(Stored items):
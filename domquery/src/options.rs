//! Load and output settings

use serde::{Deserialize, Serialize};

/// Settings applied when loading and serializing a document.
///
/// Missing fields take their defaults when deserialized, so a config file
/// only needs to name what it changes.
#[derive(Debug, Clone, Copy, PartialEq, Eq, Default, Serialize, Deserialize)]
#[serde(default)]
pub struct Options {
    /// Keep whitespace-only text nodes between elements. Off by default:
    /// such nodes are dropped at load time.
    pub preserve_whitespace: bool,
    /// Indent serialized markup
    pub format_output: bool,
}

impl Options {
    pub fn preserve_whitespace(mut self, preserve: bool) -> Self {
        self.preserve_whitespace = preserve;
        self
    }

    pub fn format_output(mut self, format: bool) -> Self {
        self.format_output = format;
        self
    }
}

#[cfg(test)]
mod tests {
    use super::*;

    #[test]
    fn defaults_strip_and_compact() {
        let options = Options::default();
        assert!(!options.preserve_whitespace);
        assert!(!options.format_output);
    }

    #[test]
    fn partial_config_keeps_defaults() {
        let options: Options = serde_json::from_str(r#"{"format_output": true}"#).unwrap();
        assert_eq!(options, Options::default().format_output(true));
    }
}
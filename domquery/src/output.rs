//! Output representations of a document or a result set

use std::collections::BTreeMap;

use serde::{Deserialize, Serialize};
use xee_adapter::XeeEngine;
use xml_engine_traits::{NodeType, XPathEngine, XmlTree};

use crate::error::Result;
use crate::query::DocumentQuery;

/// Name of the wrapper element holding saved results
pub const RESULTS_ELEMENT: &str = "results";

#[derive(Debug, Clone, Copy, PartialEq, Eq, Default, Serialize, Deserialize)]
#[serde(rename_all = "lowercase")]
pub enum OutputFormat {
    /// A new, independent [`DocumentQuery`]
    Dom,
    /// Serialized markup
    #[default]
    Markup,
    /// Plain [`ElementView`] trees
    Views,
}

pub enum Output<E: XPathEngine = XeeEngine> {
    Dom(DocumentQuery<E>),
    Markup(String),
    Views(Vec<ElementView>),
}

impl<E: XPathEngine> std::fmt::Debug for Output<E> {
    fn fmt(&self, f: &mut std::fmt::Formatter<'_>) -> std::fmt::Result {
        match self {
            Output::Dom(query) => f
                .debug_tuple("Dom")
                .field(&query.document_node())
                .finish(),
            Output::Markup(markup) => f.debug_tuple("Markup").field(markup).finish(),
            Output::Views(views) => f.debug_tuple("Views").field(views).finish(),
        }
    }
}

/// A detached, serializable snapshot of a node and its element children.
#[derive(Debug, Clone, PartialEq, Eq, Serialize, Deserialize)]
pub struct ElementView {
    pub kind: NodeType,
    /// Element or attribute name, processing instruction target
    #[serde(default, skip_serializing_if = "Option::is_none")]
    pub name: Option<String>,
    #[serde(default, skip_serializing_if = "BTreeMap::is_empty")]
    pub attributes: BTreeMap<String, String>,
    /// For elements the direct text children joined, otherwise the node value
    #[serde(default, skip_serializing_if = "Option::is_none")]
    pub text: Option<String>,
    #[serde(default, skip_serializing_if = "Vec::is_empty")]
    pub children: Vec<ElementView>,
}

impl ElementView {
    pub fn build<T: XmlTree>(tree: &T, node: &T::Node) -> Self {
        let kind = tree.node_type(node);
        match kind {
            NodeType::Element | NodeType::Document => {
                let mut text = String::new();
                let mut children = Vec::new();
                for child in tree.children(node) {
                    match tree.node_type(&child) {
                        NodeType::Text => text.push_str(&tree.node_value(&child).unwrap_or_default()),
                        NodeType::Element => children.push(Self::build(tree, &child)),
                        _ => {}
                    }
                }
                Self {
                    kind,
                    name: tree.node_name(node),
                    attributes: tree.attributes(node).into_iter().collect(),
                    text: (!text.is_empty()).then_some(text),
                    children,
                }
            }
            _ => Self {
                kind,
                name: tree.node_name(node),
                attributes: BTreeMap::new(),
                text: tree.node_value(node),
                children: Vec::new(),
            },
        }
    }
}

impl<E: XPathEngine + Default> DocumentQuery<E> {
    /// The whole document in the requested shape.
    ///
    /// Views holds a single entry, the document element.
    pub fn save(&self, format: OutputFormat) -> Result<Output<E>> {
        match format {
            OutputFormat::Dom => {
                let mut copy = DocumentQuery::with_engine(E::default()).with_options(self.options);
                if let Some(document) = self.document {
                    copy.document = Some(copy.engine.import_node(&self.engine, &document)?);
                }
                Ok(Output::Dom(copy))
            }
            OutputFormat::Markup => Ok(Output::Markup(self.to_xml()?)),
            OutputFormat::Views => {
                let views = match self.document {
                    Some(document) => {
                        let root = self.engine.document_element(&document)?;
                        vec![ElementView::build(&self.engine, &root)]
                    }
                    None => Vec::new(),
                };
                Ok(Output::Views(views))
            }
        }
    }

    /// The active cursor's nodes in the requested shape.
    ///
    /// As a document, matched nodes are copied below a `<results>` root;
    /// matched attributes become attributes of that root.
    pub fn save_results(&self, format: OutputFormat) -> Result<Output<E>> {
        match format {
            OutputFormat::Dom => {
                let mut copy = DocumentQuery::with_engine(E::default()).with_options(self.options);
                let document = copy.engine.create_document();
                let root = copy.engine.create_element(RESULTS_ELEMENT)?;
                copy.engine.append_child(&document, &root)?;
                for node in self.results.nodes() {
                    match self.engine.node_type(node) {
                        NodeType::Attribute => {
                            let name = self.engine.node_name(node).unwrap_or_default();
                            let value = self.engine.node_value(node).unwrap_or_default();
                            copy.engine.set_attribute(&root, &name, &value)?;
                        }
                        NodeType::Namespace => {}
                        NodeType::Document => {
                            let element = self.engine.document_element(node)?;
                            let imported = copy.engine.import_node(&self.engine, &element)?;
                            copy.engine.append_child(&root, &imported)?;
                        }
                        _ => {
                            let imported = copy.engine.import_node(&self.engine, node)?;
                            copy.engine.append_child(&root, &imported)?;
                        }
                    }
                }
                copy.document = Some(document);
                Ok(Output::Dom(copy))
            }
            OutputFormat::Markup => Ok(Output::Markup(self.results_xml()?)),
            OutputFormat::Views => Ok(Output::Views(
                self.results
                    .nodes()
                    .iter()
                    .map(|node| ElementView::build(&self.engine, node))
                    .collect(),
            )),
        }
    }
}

(Problem requirements): Full repetition needed. Write out every entry above exactly as given.

(Written answer):
filename domquery/src/options.rs
//! Load and output settings

use serde::{Deserialize, Serialize};

/// Settings applied when loading and serializing a document.
///
/// Missing fields take their defaults when deserialized, so a config file
/// only needs to name what it changes.
#[derive(Debug, Clone, Copy, PartialEq, Eq, Default, Serialize, Deserialize)]
#[serde(default)]
pub struct Options {
    /// Keep whitespace-only text nodes between elements. Off by default:
    /// such nodes are dropped at load time.
    pub preserve_whitespace: bool,
    /// Indent serialized markup
    pub format_output: bool,
}

impl Options {
    pub fn preserve_whitespace(mut self, preserve: bool) -> Self {
        self.preserve_whitespace = preserve;
        self
    }

    pub fn format_output(mut self, format: bool) -> Self {
        self.format_output = format;
        self
    }
}

#[cfg(test)]
mod tests {
    use super::*;

    #[test]
    fn defaults_strip_and_compact() {
        let options = Options::default();
        assert!(!options.preserve_whitespace);
        assert!(!options.format_output);
    }

    #[test]
    fn partial_config_keeps_defaults() {
        let options: Options = serde_json::from_str(r#"{"format_output": true}"#).unwrap();
        assert_eq!(options, Options::default().format_output(true));
    }
}
filename domquery/src/output.rs
//! Output representations of a document or a result set

use std::collections::BTreeMap;

use serde::{Deserialize, Serialize};
use xee_adapter::XeeEngine;
use xml_engine_traits::{NodeType, XPathEngine, XmlTree};

use crate::error::Result;
use crate::query::DocumentQuery;

/// Name of the wrapper element holding saved results
pub const RESULTS_ELEMENT: &str = "results";

#[derive(Debug, Clone, Copy, PartialEq, Eq, Default, Serialize, Deserialize)]
#[serde(rename_all = "lowercase")]
pub enum OutputFormat {
    /// A new, independent [`DocumentQuery`]
    Dom,
    /// Serialized markup
    #[default]
    Markup,
    /// Plain [`ElementView`] trees
    Views,
}

pub enum Output<E: XPathEngine = XeeEngine> {
    Dom(DocumentQuery<E>),
    Markup(String),
    Views(Vec<ElementView>),
}

impl<E: XPathEngine> std::fmt::Debug for Output<E> {
    fn fmt(&self, f: &mut std::fmt::Formatter<'_>) -> std::fmt::Result {
        match self {
            Output::Dom(query) => f
                .debug_tuple("Dom")
                .field(&query.document_node())
                .finish(),
            Output::Markup(markup) => f.debug_tuple("Markup").field(markup).finish(),
            Output::Views(views) => f.debug_tuple("Views").field(views).finish(),
        }
    }
}

/// A detached, serializable snapshot of a node and its element children.
#[derive(Debug, Clone, PartialEq, Eq, Serialize, Deserialize)]
pub struct ElementView {
    pub kind: NodeType,
    /// Element or attribute name, processing instruction target
    #[serde(default, skip_serializing_if = "Option::is_none")]
    pub name: Option<String>,
    #[serde(default, skip_serializing_if = "BTreeMap::is_empty")]
    pub attributes: BTreeMap<String, String>,
    /// For elements the direct text children joined, otherwise the node value
    #[serde(default, skip_serializing_if = "Option::is_none")]
    pub text: Option<String>,
    #[serde(default, skip_serializing_if = "Vec::is_empty")]
    pub children: Vec<ElementView>,
}

impl ElementView {
    pub fn build<T: XmlTree>(tree: &T, node: &T::Node) -> Self {
        let kind = tree.node_type(node);
        match kind {
            NodeType::Element | NodeType::Document => {
                let mut text = String::new();
                let mut children = Vec::new();
                for child in tree.children(node) {
                    match tree.node_type(&child) {
                        NodeType::Text => text.push_str(&tree.node_value(&child).unwrap_or_default()),
                        NodeType::Element => children.push(Self::build(tree, &child)),
                        _ => {}
                    }
                }
                Self {
                    kind,
                    name: tree.node_name(node),
                    attributes: tree.attributes(node).into_iter().collect(),
                    text: (!text.is_empty()).then_some(text),
                    children,
                }
            }
            _ => Self {
                kind,
                name: tree.node_name(node),
                attributes: BTreeMap::new(),
                text: tree.node_value(node),
                children: Vec::new(),
            },
        }
    }
}

impl<E: XPathEngine + Default> DocumentQuery<E> {
    /// The whole document in the requested shape.
    ///
    /// Views holds a single entry, the document element.
    pub fn save(&self, format: OutputFormat) -> Result<Output<E>> {
        match format {
            OutputFormat::Dom => {
                let mut copy = DocumentQuery::with_engine(E::default()).with_options(self.options);
                if let Some(document) = self.document {
                    copy.document = Some(copy.engine.import_node(&self.engine, &document)?);
                }
                Ok(Output::Dom(copy))
            }
            OutputFormat::Markup => Ok(Output::Markup(self.to_xml()?)),
            OutputFormat::Views => {
                let views = match self.document {
                    Some(document) => {
                        let root = self.engine.document_element(&document)?;
                        vec![ElementView::build(&self.engine, &root)]
                    }
                    None => Vec::new(),
                };
                Ok(Output::Views(views))
            }
        }
    }

    /// The active cursor's nodes in the requested shape.
    ///
    /// As a document, matched nodes are copied below a `<results>` root;
    /// matched attributes become attributes of that root.
    pub fn save_results(&self, format: OutputFormat) -> Result<Output<E>> {
        match format {
            OutputFormat::Dom => {
                let mut copy = DocumentQuery::with_engine(E::default()).with_options(self.options);
                let document = copy.engine.create_document();
                let root = copy.engine.create_element(RESULTS_ELEMENT)?;
                copy.engine.append_child(&document, &root)?;
                for node in self.results.nodes() {
                    match self.engine.node_type(node) {
                        NodeType::Attribute => {
                            let name = self.engine.node_name(node).unwrap_or_default();
                            let value = self.engine.node_value(node).unwrap_or_default();
                            copy.engine.set_attribute(&root, &name, &value)?;
                        }
                        NodeType::Namespace => {}
                        NodeType::Document => {
                            let element = self.engine.document_element(node)?;
                            let imported = copy.engine.import_node(&self.engine, &element)?;
                            copy.engine.append_child(&root, &imported)?;
                        }
                        _ => {
                            let imported = copy.engine.import_node(&self.engine, node)?;
                            copy.engine.append_child(&root, &imported)?;
                        }
                    }
                }
                copy.document = Some(document);
                Ok(Output::Dom(copy))
            }
            OutputFormat::Markup => Ok(Output::Markup(self.results_xml()?)),
            OutputFormat::Views => Ok(Output::Views(
                self.results
                    .nodes()
                    .iter()
                    .map(|node| ElementView::build(&self.engine, node))
                    .collect(),
            )),
        }
    }
}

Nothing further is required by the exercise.